I was wracked with fear and loathing. After all I put my poor, sweet LS through to drag her here, and have a Persian woman spray paint eyebrows on her forehead, all just to compete against Ken Jennings, the winningest slice of Wonder Bread in Jeopardy history. Of course this dude is good at Jeopardy- he's never had alcohol or Diet Coke, so his memory is that of a 14 year old who reads nothing but Encyclopedias all day long. For fun. Not only that, but he had 11 other chances to master the far away board, to understand how to wait for Trebeck to finish his question and he knew how to ring that god damn bell. And the cold and the dark of the stage held no fear for him. He was invincible. It was excruciating.

I sat in the audience the way LS sat in the plane. Completely horrified and utterly terrified about basic human survival. I turned to OS and said, "We are dragged our sister out here, I tortured her on a five hour flight and now we sit here and watch her get thrown to the Mormon Lion?" It's a televised public spanking. It's being caned in public, with hair and make up. It's barbary dressed up as daytime TV. I fully became my sister's mother at this point- aching for her hardship, fighting the urge to run up on the stage and pull her away, freeing her from the heedless bloodshed of trivia jousting.


To her credit LS gave it her best. She even beat Ken Jennings in the Final Jeopardy question but he had amassed more funds in previous rounds and, just like a Utahan bet cautiously, so even in losing, he still came out ahead. I will never forget the final question wherein LS cleaned his already Swiss-clean clock.

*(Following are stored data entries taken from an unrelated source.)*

//! Sequences of ladder operators carrying a scalar coefficient, tagged by ordering tier.

use std::fmt;
use std::hash::{Hash, Hasher};
use std::marker::PhantomData;
use std::ops::Mul;

use indexmap::IndexSet;
use itertools::Itertools;
use num_complex::ComplexFloat;
use serde::{Deserialize, Deserializer, Serialize, Serializer};

use crate::ladder::{LadderOperator, LadderSequenceError};

#[cfg(test)]
#[path = "sequence_tests.rs"]
mod sequence_tests;

// ==============
// Ordering tiers
// ==============

mod private {
    pub trait Sealed {}

    impl Sealed for super::Unordered {}
    impl Sealed for super::NormalOrdered {}
    impl Sealed for super::IndexOrdered {}
}

/// Trait for the zero-sized markers recording which ordering invariants a [`LadderSequence`] is
/// guaranteed to satisfy.
pub trait OrderingTier:
    private::Sealed + Clone + Copy + fmt::Debug + Default + Send + Sync + 'static
{
    /// A human-readable name of the tier.
    const NAME: &'static str;
}

/// Marker for sequences with no ordering guarantee.
#[derive(Clone, Copy, Debug, Default, PartialEq, Eq, Hash)]
pub struct Unordered;

/// Marker for sequences in which every raising operator precedes every lowering operator.
#[derive(Clone, Copy, Debug, Default, PartialEq, Eq, Hash)]
pub struct NormalOrdered;

/// Marker for normal-ordered sequences whose raising indices are strictly ascending and whose
/// lowering indices are strictly descending.
#[derive(Clone, Copy, Debug, Default, PartialEq, Eq, Hash)]
pub struct IndexOrdered;

impl OrderingTier for Unordered {
    const NAME: &'static str = "unordered";
}

impl OrderingTier for NormalOrdered {
    const NAME: &'static str = "normal-ordered";
}

impl OrderingTier for IndexOrdered {
    const NAME: &'static str = "index-ordered";
}

// ================
// Exchange outcome
// ================

/// An enumerated type describing the outcome of exchanging two adjacent ladder operators.
#[derive(Clone, Copy, Debug, PartialEq, Eq)]
pub enum Exchange {
    /// The two operators have been swapped and the coefficient negated.
    Swapped,

    /// The two operators are identical, so the term vanishes. The coefficient has been set to
    /// zero and the operators have not been moved.
    Annihilated,
}

// ==================
// Struct definitions
// ==================

/// A structure representing an ordered product of fermionic ladder operators multiplied by a
/// scalar coefficient.
///
/// The type parameter `O` records which ordering invariants the operator list is guaranteed to
/// satisfy. Only [`Unordered`] sequences can be constructed freely; the other tiers are
/// obtained by running the ordering algorithms, or by weakening a stronger tier.
///
/// Equality and hashing consider the operator list only, never the coefficient, so that like
/// terms can be grouped and their coefficients summed.
#[derive(Clone, Debug)]
pub struct LadderSequence<T = f64, O: OrderingTier = Unordered> {
    /// The ladder operators in product order, left to right.
    operators: Vec<LadderOperator>,

    /// The accumulated scalar coefficient.
    coefficient: T,

    tier: PhantomData<O>,
}

/// A ladder sequence in normal order.
pub type NormalOrderedLadderSequence<T = f64> = LadderSequence<T, NormalOrdered>;

/// A ladder sequence in normal order and index order.
pub type IndexOrderedLadderSequence<T = f64> = LadderSequence<T, IndexOrdered>;

// =======================
// Tier-agnostic behaviour
// =======================

impl<T, O: OrderingTier> LadderSequence<T, O> {
    /// Assembles a sequence of any tier without checking the tier's invariants.
    pub(crate) fn from_parts_unchecked(operators: Vec<LadderOperator>, coefficient: T) -> Self {
        Self {
            operators,
            coefficient,
            tier: PhantomData,
        }
    }

    /// Relabels the ordering tier without touching the data.
    pub(crate) fn retag<P: OrderingTier>(self) -> LadderSequence<T, P> {
        LadderSequence {
            operators: self.operators,
            coefficient: self.coefficient,
            tier: PhantomData,
        }
    }

    /// The ladder operators in product order.
    pub fn operators(&self) -> &[LadderOperator] {
        &self.operators
    }

    /// The coefficient of this term.
    pub fn coefficient(&self) -> &T {
        &self.coefficient
    }

    /// Decomposes this sequence into its operator list and coefficient.
    pub fn into_parts(self) -> (Vec<LadderOperator>, T) {
        (self.operators, self.coefficient)
    }

    /// The name of the ordering tier of this sequence.
    pub fn tier_name(&self) -> &'static str {
        O::NAME
    }

    pub fn len(&self) -> usize {
        self.operators.len()
    }

    pub fn is_empty(&self) -> bool {
        self.operators.is_empty()
    }

    /// The number of raising operators in this sequence.
    pub fn raising_count(&self) -> usize {
        self.operators.iter().filter(|op| op.is_raising()).count()
    }

    /// The number of lowering operators in this sequence.
    pub fn lowering_count(&self) -> usize {
        self.operators.iter().filter(|op| op.is_lowering()).count()
    }

    /// Checks if every raising operator in this sequence precedes every lowering operator.
    pub fn is_in_normal_order(&self) -> bool {
        !self
            .operators
            .iter()
            .tuple_windows()
            .any(|(left, right)| left.is_lowering() && right.is_raising())
    }

    /// Checks if this sequence is in normal order, with strictly ascending raising indices and
    /// strictly descending lowering indices.
    pub fn is_in_index_order(&self) -> bool {
        self.is_in_normal_order()
            && self
                .operators
                .iter()
                .tuple_windows()
                .all(|(left, right)| match (left.is_raising(), right.is_raising()) {
                    (true, true) => left.index() < right.index(),
                    (false, false) => left.index() > right.index(),
                    _ => true,
                })
    }

    /// The distinct spin-orbital indices acted upon, in order of first appearance.
    pub fn unique_indices(&self) -> IndexSet<usize> {
        self.operators.iter().map(LadderOperator::index).collect()
    }

    /// The change in particle number effected by this term, *i.e.* the number of raising
    /// operators minus the number of lowering operators.
    pub fn particle_number_change(&self) -> isize {
        self.operators
            .iter()
            .map(|op| if op.is_raising() { 1 } else { -1 })
            .sum()
    }

    pub fn conserves_particle_number(&self) -> bool {
        self.particle_number_change() == 0
    }

    /// Copies this sequence into the unordered tier. No reordering takes place.
    pub fn into_unordered(self) -> LadderSequence<T, Unordered> {
        self.retag()
    }
}

impl<T: ComplexFloat, O: OrderingTier> LadderSequence<T, O> {
    /// Checks if this term vanishes, *i.e.* if its coefficient is exactly zero.
    pub fn is_vanishing(&self) -> bool {
        self.coefficient.is_zero()
    }

    /// Returns this sequence with its coefficient replaced. Ordering invariants concern the
    /// operator list only, so this is available on every tier.
    #[must_use]
    pub fn with_coefficient(self, coefficient: T) -> Self {
        Self {
            coefficient,
            ..self
        }
    }

    /// Exchanges the operators at positions `i` and `i + 1`.
    ///
    /// Distinct operators anticommute, so they are swapped and the coefficient is negated.
    /// Identical operators (same kind and same index) annihilate the term: the coefficient is
    /// set to zero and the operators stay where they are.
    ///
    /// # Arguments
    ///
    /// * `i` - The position of the left operator of the pair.
    ///
    /// # Returns
    ///
    /// The outcome of the exchange, or [`LadderSequenceError::InvalidArgument`] if `i + 1` is
    /// not a valid position.
    pub(crate) fn exchange_adjacent(&mut self, i: usize) -> Result<Exchange, LadderSequenceError> {
        let len = self.operators.len();
        if len < 2 || i > len - 2 {
            return Err(LadderSequenceError::InvalidArgument(format!(
                "cannot exchange positions {i} and {} in a sequence of length {len}",
                i.saturating_add(1)
            )));
        }
        Ok(self.exchange_in_range(i))
    }

    /// Exchanges the operators at positions `i` and `i + 1`, where `i + 1` is known to be in
    /// range.
    pub(crate) fn exchange_in_range(&mut self, i: usize) -> Exchange {
        if self.operators[i] == self.operators[i + 1] {
            self.coefficient = T::zero();
            Exchange::Annihilated
        } else {
            self.operators.swap(i, i + 1);
            self.coefficient = -self.coefficient;
            Exchange::Swapped
        }
    }
}

impl<T: ComplexFloat, O: OrderingTier> Default for LadderSequence<T, O> {
    /// An empty product with unit coefficient, which satisfies every ordering invariant.
    fn default() -> Self {
        Self::from_parts_unchecked(Vec::new(), T::one())
    }
}

impl<T, O: OrderingTier> PartialEq for LadderSequence<T, O> {
    fn eq(&self, other: &Self) -> bool {
        self.operators == other.operators
    }
}

impl<T, O: OrderingTier> Eq for LadderSequence<T, O> {}

impl<T, O: OrderingTier> Hash for LadderSequence<T, O> {
    fn hash<H: Hasher>(&self, state: &mut H) {
        self.operators.hash(state);
    }
}

impl<T: fmt::Display, O: OrderingTier> fmt::Display for LadderSequence<T, O> {
    fn fmt(&self, f: &mut fmt::Formatter<'_>) -> fmt::Result {
        write!(
            f,
            "{} × [{}]",
            self.coefficient,
            self.operators.iter().map(|op| op.to_string()).join(" ")
        )
    }
}

// =========================
// Unordered-tier behaviour
// =========================

impl<T: ComplexFloat> LadderSequence<T, Unordered> {
    /// Constructs an unordered sequence from operators in product order.
    pub fn new(operators: Vec<LadderOperator>, coefficient: T) -> Self {
        Self::from_parts_unchecked(operators, coefficient)
    }

    /// Constructs an unordered sequence with unit coefficient.
    pub fn from_operators(operators: Vec<LadderOperator>) -> Self {
        Self::new(operators, T::one())
    }

    /// Constructs an unordered sequence from unvalidated `(tag, index)` pairs.
    ///
    /// # Arguments
    ///
    /// * `tagged` - Kind tags and signed indices in product order.
    /// * `coefficient` - The initial coefficient.
    ///
    /// # Returns
    ///
    /// The sequence, or [`LadderSequenceError::InvalidArgument`] for the first malformed pair.
    pub fn from_tagged(tagged: &[(&str, i64)], coefficient: T) -> Result<Self, LadderSequenceError> {
        let operators = tagged
            .iter()
            .map(|&(tag, index)| LadderOperator::from_tagged(tag, index))
            .collect::<Result<Vec<_>, _>>()?;
        Ok(Self::new(operators, coefficient))
    }

    /// Appends an operator to the right of the product.
    pub fn push(&mut self, operator: LadderOperator) {
        self.operators.push(operator);
    }

    /// Exchanges the adjacent operators at positions `i` and `i + 1`, negating the coefficient,
    /// or setting it to zero if the two operators are identical.
    pub fn exchange(&mut self, i: usize) -> Result<Exchange, LadderSequenceError> {
        self.exchange_adjacent(i)
    }

    /// Returns the Hermitian conjugate of this term: the product is reversed, every operator is
    /// conjugated, and the coefficient is complex-conjugated.
    #[must_use]
    pub fn hermitian_conjugate(&self) -> Self {
        Self::new(
            self.operators
                .iter()
                .rev()
                .map(LadderOperator::conjugate)
                .collect(),
            self.coefficient.conj(),
        )
    }
}

// -------------------
// Tier weakening
// -------------------

impl<T> From<LadderSequence<T, IndexOrdered>> for LadderSequence<T, NormalOrdered> {
    fn from(seq: LadderSequence<T, IndexOrdered>) -> Self {
        seq.retag()
    }
}

impl<T> From<LadderSequence<T, IndexOrdered>> for LadderSequence<T, Unordered> {
    fn from(seq: LadderSequence<T, IndexOrdered>) -> Self {
        seq.retag()
    }
}

impl<T> From<LadderSequence<T, NormalOrdered>> for LadderSequence<T, Unordered> {
    fn from(seq: LadderSequence<T, NormalOrdered>) -> Self {
        seq.retag()
    }
}

// ---
// Mul
// ---

impl<T: ComplexFloat> Mul<&'_ LadderSequence<T, Unordered>> for &LadderSequence<T, Unordered> {
    type Output = LadderSequence<T, Unordered>;

    fn mul(self, rhs: &LadderSequence<T, Unordered>) -> Self::Output {
        LadderSequence::new(
            self.operators
                .iter()
                .chain(rhs.operators.iter())
                .cloned()
                .collect(),
            self.coefficient * rhs.coefficient,
        )
    }
}

impl<T: ComplexFloat> Mul<&'_ LadderSequence<T, Unordered>> for LadderSequence<T, Unordered> {
    type Output = LadderSequence<T, Unordered>;

    fn mul(self, rhs: &LadderSequence<T, Unordered>) -> Self::Output {
        &self * rhs
    }
}

impl<T: ComplexFloat> Mul<LadderSequence<T, Unordered>> for LadderSequence<T, Unordered> {
    type Output = LadderSequence<T, Unordered>;

    fn mul(self, rhs: LadderSequence<T, Unordered>) -> Self::Output {
        &self * &rhs
    }
}

impl<T: ComplexFloat> Mul<LadderSequence<T, Unordered>> for &LadderSequence<T, Unordered> {
    type Output = LadderSequence<T, Unordered>;

    fn mul(self, rhs: LadderSequence<T, Unordered>) -> Self::Output {
        self * &rhs
    }
}

// =============
// Serialisation
// =============

#[derive(Serialize)]
struct LadderSequenceRef<'a, T> {
    operators: &'a [LadderOperator],
    coefficient: &'a T,
}

#[derive(Deserialize)]
struct LadderSequenceOwned<T> {
    operators: Vec<LadderOperator>,
    coefficient: T,
}

impl<T: Serialize, O: OrderingTier> Serialize for LadderSequence<T, O> {
    fn serialize<S: Serializer>(&self, serializer: S) -> Result<S::Ok, S::Error> {
        LadderSequenceRef {
            operators: &self.operators,
            coefficient: &self.coefficient,
        }
        .serialize(serializer)
    }
}

/// Deserialised sequences always land in the unordered tier; the stronger tiers must be
/// re-established by the ordering algorithms.
impl<'de, T: Deserialize<'de>> Deserialize<'de> for LadderSequence<T, Unordered> {
    fn deserialize<D: Deserializer<'de>>(deserializer: D) -> Result<Self, D::Error> {
        let owned = LadderSequenceOwned::<T>::deserialize(deserializer)?;
        Ok(Self::from_parts_unchecked(owned.operators, owned.coefficient))
    }
}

"The Shakespearean Romance characters whose names are also used in the International Civil Aviation Organization's Alphabet." Ken said something stupid like Othello. Third Place Guy who had walked around all day with a Bic pen he held like a buzzer (or like Bob Dole) said something like "Smokey The Bear". But LS knew. "Who are Romeo and Juliet?"


This final question combined her vast love of theater and her deep hatred of all things Aviational. Even as my heart broke, I was proud of her. Just like a mother. And it sucked. I hated not being able to save her and protect her. But it was her shot. It was her Jeopardy, her preferred form of putting herself in harm's way. And it was hers to win or lose. I might have preferred a turbulent plane ride, but I couldn't use my fear to erase hers. I had to sit back and let her be in and on Jeopardy. I had to watch her lose and then I had to force her back on the plane to take her home to her waiting and proud family.

Driving home, trying to erase the image of LS's sobbing face as she walked alone to her gate and her imagined but still painful demise, I finally understood why Hockey Moms run onto the ice to attack mean players, why Stage Moms exist and what having no boundaries feels like. As a parent, you can't take away their pain, you can't make them pass the test, nor can you make their team win. You just sit on the sidelines with a grim smile and crushed juice boxes.


A smart mother recently said to me, "Prepare your children for the path, not the path for your children."

No wonder it took me another ten years to become a mother.